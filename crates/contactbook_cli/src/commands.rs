//! Command-name dispatch for the interactive shell.
//!
//! # Responsibility
//! - Split one input line into a command word and arguments.
//! - Check argument arity and route to `ContactService`.
//!
//! # Invariants
//! - Command words are matched case-insensitively; arguments are passed
//!   through unchanged.
//! - Extra arguments beyond a command's arity are ignored.

use chrono::NaiveDate;
use contactbook_core::{CommandError, CommandResult, ContactService};
use log::debug;

/// Result of dispatching one input line.
#[derive(Debug, Clone, PartialEq, Eq)]
pub enum Outcome {
    /// Print the message and keep reading.
    Reply(String),
    /// Print the message and stop the loop.
    Exit(String),
    /// Blank input; nothing to print.
    Empty,
}

/// Splits `line` on whitespace into `(command, args)`.
pub fn parse_input(line: &str) -> Option<(String, Vec<&str>)> {
    let mut tokens = line.split_whitespace();
    let command = tokens.next()?.to_lowercase();
    Some((command, tokens.collect()))
}

/// Executes one input line against `service`.
///
/// Command failures are rendered into the reply; they never end the loop.
pub fn dispatch(service: &mut ContactService, line: &str, today: NaiveDate) -> Outcome {
    let Some((command, args)) = parse_input(line) else {
        return Outcome::Empty;
    };

    let reply = match command.as_str() {
        "close" | "exit" => return Outcome::Exit("Good bye!".to_string()),
        "hello" => Ok("How can I help you?".to_string()),
        "add" => require::<2>(&command, &args, "add <name> <phone>")
            .and_then(|[name, phone]| service.add_contact(name, phone)),
        "change" => require::<3>(&command, &args, "change <name> <old phone> <new phone>")
            .and_then(|[name, old, new]| service.change_phone(name, old, new)),
        "phone" => require::<1>(&command, &args, "phone <name>")
            .and_then(|[name]| service.show_phones(name)),
        "all" => Ok(service.list_all()),
        "add-birthday" | "birthday" => {
            require::<2>(&command, &args, "add-birthday <name> <DD.MM.YYYY>")
                .and_then(|[name, date]| service.add_birthday(name, date))
        }
        "show-birthday" => require::<1>(&command, &args, "show-birthday <name>")
            .and_then(|[name]| service.show_birthday(name)),
        "birthdays" => parse_window(&args).map(|days| service.birthdays(today, days)),
        _ => return Outcome::Reply("Invalid command.".to_string()),
    };

    match reply {
        Ok(message) => Outcome::Reply(message),
        Err(err) => {
            debug!("event=command_failed module=cli status=error command={command}");
            Outcome::Reply(err.to_string())
        }
    }
}

fn require<'a, const N: usize>(
    command: &str,
    args: &[&'a str],
    usage: &'static str,
) -> CommandResult<[&'a str; N]> {
    args.get(..N)
        .and_then(|head| <[&'a str; N]>::try_from(head).ok())
        .ok_or_else(|| CommandError::MissingArgument {
            command: command.to_string(),
            usage,
        })
}

fn parse_window(args: &[&str]) -> CommandResult<Option<u32>> {
    match args.first() {
        None => Ok(None),
        Some(value) => value
            .parse::<u32>()
            .map(Some)
            .map_err(|_| CommandError::InvalidArgument {
                command: "birthdays".to_string(),
                usage: "birthdays [days]",
            }),
    }
}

══════

*PROBLEM DESCRIPTION*: Set the listing above down again exactly.

*ANSWER TO THE PROBLEM*:
filename crates/contactbook_cli/src/commands.rs
//! Command-name dispatch for the interactive shell.
//!
//! # Responsibility
//! - Split one input line into a command word and arguments.
//! - Check argument arity and route to `ContactService`.
//!
//! # Invariants
//! - Command words are matched case-insensitively; arguments are passed
//!   through unchanged.
//! - Extra arguments beyond a command's arity are ignored.

use chrono::NaiveDate;
use contactbook_core::{CommandError, CommandResult, ContactService};
use log::debug;

/// Result of dispatching one input line.
#[derive(Debug, Clone, PartialEq, Eq)]
pub enum Outcome {
    /// Print the message and keep reading.
    Reply(String),
    /// Print the message and stop the loop.
    Exit(String),
    /// Blank input; nothing to print.
    Empty,
}

/// Splits `line` on whitespace into `(command, args)`.
pub fn parse_input(line: &str) -> Option<(String, Vec<&str>)> {
    let mut tokens = line.split_whitespace();
    let command = tokens.next()?.to_lowercase();
    Some((command, tokens.collect()))
}

/// Executes one input line against `service`.
///
/// Command failures are rendered into the reply; they never end the loop.
pub fn dispatch(service: &mut ContactService, line: &str, today: NaiveDate) -> Outcome {
    let Some((command, args)) = parse_input(line) else {
        return Outcome::Empty;
    };

    let reply = match command.as_str() {
        "close" | "exit" => return Outcome::Exit("Good bye!".to_string()),
        "hello" => Ok("How can I help you?".to_string()),
        "add" => require::<2>(&command, &args, "add <name> <phone>")
            .and_then(|[name, phone]| service.add_contact(name, phone)),
        "change" => require::<3>(&command, &args, "change <name> <old phone> <new phone>")
            .and_then(|[name, old, new]| service.change_phone(name, old, new)),
        "phone" => require::<1>(&command, &args, "phone <name>")
            .and_then(|[name]| service.show_phones(name)),
        "all" => Ok(service.list_all()),
        "add-birthday" | "birthday" => {
            require::<2>(&command, &args, "add-birthday <name> <DD.MM.YYYY>")
                .and_then(|[name, date]| service.add_birthday(name, date))
        }
        "show-birthday" => require::<1>(&command, &args, "show-birthday <name>")
            .and_then(|[name]| service.show_birthday(name)),
        "birthdays" => parse_window(&args).map(|days| service.birthdays(today, days)),
        _ => return Outcome::Reply("Invalid command.".to_string()),
    };

    match reply {
        Ok(message) => Outcome::Reply(message),
        Err(err) => {
            debug!("event=command_failed module=cli status=error command={command}");
            Outcome::Reply(err.to_string())
        }
    }
}

fn require<'a, const N: usize>(
    command: &str,
    args: &[&'a str],
    usage: &'static str,
) -> CommandResult<[&'a str; N]> {
    args.get(..N)
        .and_then(|head| <[&'a str; N]>::try_from(head).ok())
        .ok_or_else(|| CommandError::MissingArgument {
            command: command.to_string(),
            usage,
        })
}

fn parse_window(args: &[&str]) -> CommandResult<Option<u32>> {
    match args.first() {
        None => Ok(None),
        Some(value) => value
            .parse::<u32>()
            .map(Some)
            .map_err(|_| CommandError::InvalidArgument {
                command: "birthdays".to_string(),
                usage: "birthdays [days]",
            }),
    }
}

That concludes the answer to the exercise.